Collection entries

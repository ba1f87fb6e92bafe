//! Product Repository

use super::{BaseRepository, RepoError, RepoResult, record_id};
use crate::db::models::{PRODUCT_TABLE, Product, ProductCreate};
use surrealdb::{RecordId, Surreal};
use surrealdb::engine::local::Db;

#[derive(Clone)]
pub struct ProductRepository {
    base: BaseRepository,
}

impl ProductRepository {
    pub fn new(db: Surreal<Db>) -> Self {
        Self {
            base: BaseRepository::new(db),
        }
    }

    /// Find all active products
    pub async fn find_all(&self) -> RepoResult<Vec<Product>> {
        let products: Vec<Product> = self
            .base
            .db()
            .query("SELECT * FROM product WHERE is_active = true ORDER BY name")
            .await?
            .take(0)?;
        Ok(products)
    }

    pub async fn find_by_id(&self, id: &str) -> RepoResult<Option<Product>> {
        let product: Option<Product> = self.base.db().select(record_id(PRODUCT_TABLE, id)).await?;
        Ok(product)
    }

    pub async fn find_by_record_id(&self, id: &RecordId) -> RepoResult<Option<Product>> {
        let product: Option<Product> = self.base.db().select(id.clone()).await?;
        Ok(product)
    }

    /// Create a new product
    pub async fn create(&self, data: ProductCreate) -> RepoResult<Product> {
        let product = Product {
            id: None,
            name: data.name,
            category: data.category,
            price: data.price,
            stock: data.stock,
            is_active: true,
        };

        let created: Option<Product> = self
            .base
            .db()
            .create(PRODUCT_TABLE)
            .content(product)
            .await?;

        created.ok_or_else(|| RepoError::Database("Failed to create product".to_string()))
    }
}
//! Coupon Repository

use super::{BaseRepository, RepoError, RepoResult};
use crate::db::models::{COUPON_TABLE, Coupon};
use surrealdb::Surreal;
use surrealdb::engine::local::Db;

#[derive(Clone)]
pub struct CouponRepository {
    base: BaseRepository,
}

impl CouponRepository {
    pub fn new(db: Surreal<Db>) -> Self {
        Self {
            base: BaseRepository::new(db),
        }
    }

    pub async fn find_by_code(&self, code: &str) -> RepoResult<Option<Coupon>> {
        let coupons: Vec<Coupon> = self
            .base
            .db()
            .query("SELECT * FROM coupon WHERE code = $code LIMIT 1")
            .bind(("code", code.to_string()))
            .await?
            .take(0)?;
        Ok(coupons.into_iter().next())
    }

    pub async fn create(&self, coupon: Coupon) -> RepoResult<Coupon> {
        let created: Option<Coupon> = self
            .base
            .db()
            .create(COUPON_TABLE)
            .content(Coupon { id: None, ..coupon })
            .await?;
        created.ok_or_else(|| RepoError::Database("Failed to create coupon".to_string()))
    }
}
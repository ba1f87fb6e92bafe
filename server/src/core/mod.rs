//! Core Module
//!
//! Configuration, shared application state and the HTTP server shell.

pub mod config;
pub mod server;
pub mod state;

pub use config::Config;
pub use server::Server;
pub use state::AppState;
//! Expiry reaping: exact-once stock restoration, idempotent re-run.

mod common;

use common::*;
use storefront_server::db::models::Reservation;
use storefront_server::utils::now_millis;

/// Backdate a reservation so it falls past the TTL
async fn backdate(state: &storefront_server::core::AppState, customer: &str, reserved_at: i64) {
    state
        .db
        .db
        .query("UPDATE $resv SET reserved_at = $at")
        .bind(("resv", Reservation::record_id(customer)))
        .bind(("at", reserved_at))
        .await
        .expect("backdate")
        .check()
        .expect("backdate check");
}

#[tokio::test]
async fn expired_reservations_are_reaped_exactly_once() {
    let state = test_state().await;
    let tee = seed_variant_product(&state, "Tee", 20.0, &[("M", 5)]).await;
    let mug = seed_product(&state, "Mug", 9.5, 4).await;

    state
        .store
        .add_or_merge("alice", &tee.key(), Some("M"), 3)
        .await
        .expect("reserve tee");
    state
        .store
        .add_or_merge("alice", &mug.key(), None, 2)
        .await
        .expect("reserve mug");
    assert_eq!(variant_stock_of(&state, &tee, "M").await, 2);
    assert_eq!(stock_of(&state, &mug).await, 2);

    let now = now_millis();
    // 49 hours old, one hour past the 48h TTL
    backdate(&state, "alice", now - 49 * 3600 * 1000).await;

    let reaped = state.reaper.reap(now).await.expect("first sweep");
    assert_eq!(reaped, 1);

    // Every held unit is back, reservation gone
    assert_eq!(variant_stock_of(&state, &tee, "M").await, 5);
    assert_eq!(stock_of(&state, &mug).await, 4);
    assert!(state.store.read("alice").await.expect("read").is_empty());

    // Re-running restores nothing twice
    let reaped = state.reaper.reap(now).await.expect("second sweep");
    assert_eq!(reaped, 0);
    assert_eq!(variant_stock_of(&state, &tee, "M").await, 5);
    assert_eq!(stock_of(&state, &mug).await, 4);
}

#[tokio::test]
async fn fresh_reservations_survive_the_sweep() {
    let state = test_state().await;
    let mug = seed_product(&state, "Mug", 9.5, 4).await;

    state
        .store
        .add_or_merge("alice", &mug.key(), None, 2)
        .await
        .expect("reserve");

    let reaped = state.reaper.reap(now_millis()).await.expect("sweep");
    assert_eq!(reaped, 0);
    assert_eq!(state.store.read("alice").await.expect("read").len(), 1);
    assert_eq!(stock_of(&state, &mug).await, 2);
}

#[tokio::test]
async fn only_expired_carts_are_touched() {
    let state = test_state().await;
    let mug = seed_product(&state, "Mug", 9.5, 10).await;
    let now = now_millis();

    state
        .store
        .add_or_merge("old", &mug.key(), None, 3)
        .await
        .expect("reserve old");
    state
        .store
        .add_or_merge("fresh", &mug.key(), None, 2)
        .await
        .expect("reserve fresh");
    backdate(&state, "old", now - 72 * 3600 * 1000).await;

    let reaped = state.reaper.reap(now).await.expect("sweep");
    assert_eq!(reaped, 1);

    assert!(state.store.read("old").await.expect("read old").is_empty());
    assert_eq!(state.store.read("fresh").await.expect("read fresh").len(), 1);
    // Old cart's 3 units are back; fresh cart still holds 2
    assert_eq!(stock_of(&state, &mug).await, 8);
}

* Your instructions: All lines above containing the string "RepoResult": copy each one.

* Reply to the task:
use super::{BaseRepository, RepoError, RepoResult, record_id};
    pub async fn find_all(&self) -> RepoResult<Vec<Product>> {
    pub async fn find_by_id(&self, id: &str) -> RepoResult<Option<Product>> {
    pub async fn find_by_record_id(&self, id: &RecordId) -> RepoResult<Option<Product>> {
    pub async fn create(&self, data: ProductCreate) -> RepoResult<Product> {
use super::{BaseRepository, RepoError, RepoResult};
    pub async fn find_by_code(&self, code: &str) -> RepoResult<Option<Coupon>> {
    pub async fn create(&self, coupon: Coupon) -> RepoResult<Coupon> {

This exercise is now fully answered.